A Numerical Solution Technique for Linear
Boundary Value Problems of Ordinary Differential Equations
Abstract:
A method for the
solution of ordinary linear differential equations (OLDEs) is introduced. The
significance of this method is in its directness and simplicity. An Nth order
OLDE can be considered as a directional derivative functional made of a scalar
product of two vectors in an (N+1) dimensional space. One of these vectors
consists of (N+1) independent functions among the total (K+1) (K: number of
numerical integration steps) functions and the other is the gradient of the
solution at that step with respect to the components of this vector. With the
help of the recursion relation that is obtained by differencing the OLDE, the
gradient vectors can be obtained recursively, and numerically stored in digital
computers that are programmable through any of the present languages. In other
words, through this method we can effectively self start the solution as would
be in an initial value problem.
Introduction:
The differential
equations arise in scientific and engineering problems naturally as an
expression of the change of the independent variable with respect to the
control variable or variables. In the case of more than one control variable
the problem is called a partial differential equation. The full solution,
however is obtained only after the introduction of some conditions that the
desired solution or its derivatives have to satisfy at the ends. If these end
conditions are all at the one and same side, the problem is a self starter and
properly called an initial value problem. For these types of problems both
numerical and, if available, analytical solutions are found straightaway. The
analytical solution, if available, is of course the first choice. However if
the solution cannot be made expressible in terms of any known analytical
functions, the only resort that remains is the numerical approach. For the more frequent type where the end
(boundary) conditions are given at the different ends, the self start is not
possible and the numerical solution is traditionally found from either, a
(1)shooting method or, a (2) matrix inversion method [1].
In this paper we
introduce a straight forward numerical solution technique for any order of OLDEs.

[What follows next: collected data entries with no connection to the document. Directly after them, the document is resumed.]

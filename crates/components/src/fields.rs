use crate::config_map::ConfigMap;
use crate::report::ValidationError;
use regex::Regex;

pub const REQUIRED_REASON: &str = "A value is required";
pub const MAX_TOPIC_NAME_LEN: usize = 249;

/// Field specific rule. Sees the whole map so it can look at neighbouring
/// properties; returns the reason text when the field is invalid.
pub type FieldValidator = fn(&FieldSpec, &ConfigMap) -> Option<String>;

/// Shape a present value must have. Checked before any custom validator.
#[derive(Debug, Clone, Copy, PartialEq, Eq)]
pub enum FieldType {
    String,
    Int { min: i64, max: i64 },
    Boolean,
    /// Case-insensitive choice between the listed values.
    Enum(&'static [&'static str]),
    /// Must equal the given literal exactly.
    Exact(&'static str),
    /// Comma separated list of regular expressions.
    RegexList,
    /// Usable as (a prefix of) a Kafka topic name.
    TopicName,
}

impl FieldType {
    pub const fn positive_int() -> Self {
        FieldType::Int {
            min: 1,
            max: i64::MAX,
        }
    }

    /// Returns the reason `raw` does not fit this type.
    pub fn check(&self, raw: &str) -> Option<String> {
        match self {
            FieldType::String => None,
            FieldType::Int { min, max } => match raw.parse::<i64>() {
                Err(_) => Some(format!("'{raw}' is not a valid integer")),
                Ok(v) if v < *min => Some(format!("Must be at least {min}")),
                Ok(v) if v > *max => Some(format!("Must be at most {max}")),
                Ok(_) => None,
            },
            FieldType::Boolean => {
                if raw.eq_ignore_ascii_case("true") || raw.eq_ignore_ascii_case("false") {
                    None
                } else {
                    Some(format!("'{raw}' is not a valid boolean"))
                }
            }
            FieldType::Enum(allowed) => {
                if allowed.iter().any(|a| a.eq_ignore_ascii_case(raw)) {
                    None
                } else {
                    Some(format!("Value must be one of {}", allowed.join(", ")))
                }
            }
            FieldType::Exact(expected) => {
                if raw == *expected {
                    None
                } else {
                    Some(format!("Expected '{expected}'"))
                }
            }
            FieldType::RegexList => raw
                .split(',')
                .map(str::trim)
                .filter(|item| !item.is_empty())
                .find(|item| Regex::new(item).is_err())
                .map(|item| format!("'{item}' is not a valid regular expression")),
            FieldType::TopicName => check_topic_name(raw),
        }
    }
}

fn check_topic_name(raw: &str) -> Option<String> {
    if raw.len() > MAX_TOPIC_NAME_LEN {
        return Some(format!(
            "Topic prefix '{raw}' is longer than {MAX_TOPIC_NAME_LEN} characters"
        ));
    }
    let legal = |c: char| c.is_ascii_alphanumeric() || matches!(c, '.' | '_' | '-');
    if raw.chars().all(legal) {
        None
    } else {
        Some(format!("Topic prefix '{raw}' contains invalid characters"))
    }
}

/// Declaration of one configuration property of a connector type.
#[derive(Debug, Clone)]
pub struct FieldSpec {
    name: &'static str,
    field_type: FieldType,
    required: bool,
    default: Option<&'static str>,
    description: &'static str,
    validator: Option<FieldValidator>,
}

impl FieldSpec {
    pub fn new(name: &'static str) -> Self {
        Self {
            name,
            field_type: FieldType::String,
            required: false,
            default: None,
            description: "",
            validator: None,
        }
    }

    pub fn required(mut self) -> Self {
        self.required = true;
        self
    }

    pub fn with_type(mut self, field_type: FieldType) -> Self {
        self.field_type = field_type;
        self
    }

    pub fn with_default(mut self, default: &'static str) -> Self {
        self.default = Some(default);
        self
    }

    pub fn with_description(mut self, description: &'static str) -> Self {
        self.description = description;
        self
    }

    pub fn with_validator(mut self, validator: FieldValidator) -> Self {
        self.validator = Some(validator);
        self
    }

    pub fn name(&self) -> &'static str {
        self.name
    }

    pub fn field_type(&self) -> FieldType {
        self.field_type
    }

    pub fn is_required(&self) -> bool {
        self.required
    }

    pub fn default_value(&self) -> Option<&'static str> {
        self.default
    }

    pub fn description(&self) -> &'static str {
        self.description
    }

    /// Supplied value, falling back to the declared default.
    pub fn value<'a>(&self, config: &'a ConfigMap) -> Option<&'a str> {
        config.value(self.name).or(self.default)
    }

    pub fn int_value(&self, config: &ConfigMap) -> Option<i64> {
        self.value(config).and_then(|v| v.parse().ok())
    }

    pub fn bool_value(&self, config: &ConfigMap) -> Option<bool> {
        self.value(config).and_then(|v| v.to_ascii_lowercase().parse().ok())
    }

    /// Runs the checks for this field. Pure; the same map always yields the
    /// same answer.
    pub fn validate(&self, config: &ConfigMap) -> Option<ValidationError> {
        self.problem(config)
            .map(|reason| ValidationError::invalid_value(self.name, reason))
    }

    fn problem(&self, config: &ConfigMap) -> Option<String> {
        match config.value(self.name) {
            None if self.required && self.default.is_none() => {
                return Some(REQUIRED_REASON.to_string())
            }
            Some(raw) => {
                if let Some(reason) = self.field_type.check(raw) {
                    return Some(reason);
                }
            }
            None => {}
        }
        self.validator.and_then(|validator| validator(self, config))
    }
}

The linearity means that, each term of the equation can only contain the
dependent variable and its derivatives of any order to the first power. It
should be mentioned that, when the type of the problem permits a separation of
variables approach, some partial differential equations can be reduced to OLDEs
and hence they too can yield to our method directly, otherwise they can be
dealt with similarly as will be shown in a subsequent paper.
The well known
boundary value problems in physical and engineering applications are Laplace's
(or similarly Poisson's: for example, Uxx+Uyy+Uzz=C(x,y,z,t),
for the unknown function U(x,y,z,t), where subscripts denote partial
differentiation with respect to the denoted variable as many times as the
repetition, an elliptic partial differential equation (PDE)) equation, wave
equation (for example, Uxx+Utt=0, a hyperbolic PDE),
diffusion equation (or heat equation, for example, Uxx+Uyy+Uzz==Ut,
a parabolic PDE) [2], and the telegram equation. Additionally, there is an
integro-differential variety, known as radiative transfer equation, which under
suitable approximations can be converted to a diffusion type equation [3].
For clarity of
demonstration and to be more specific, we will show only the application of our
technique to two-stream approximation solution of the radiative transfer
equation which is a second order OLDE with two boundary conditions (each at
different ends, of course). Again it should be stressed that the method is
general and applies to any order of differential equations whether they are
ordinary or partial as long as linearity is satisfied. From this point on,
whenever a reference is made to a differential equation, it is meant to be an
OLDE type with the prescribed boundary conditions.
There is another
variation of the two-stream approximation that is known as delta-Eddington
method [3; 4]. In either case the final forms of the governing differential
equations are:
Y''(x) + f(x).Y'(x) +
g(x).Y(x) = h(x) ....................................................................................(1)
and
Z''(x) + j(x).Z'(x) +
k(x).Z(x) = m(x)
.....................................................................................(2)
where primes denote
differentiation with respect to x, and f(x), g(x), h(x), j(x), k(x), m(x) are
the variable coefficients for OLDEs of the sought after solutions Y(x) and
Z(x). They result from de-coupling two linear first order differential
equations. Alternatively these equations can be cast into a form without the
first order differentials through a proper change of the variables [5]. In the
following we shall demonstrate our method for both forms. If the functions f(x)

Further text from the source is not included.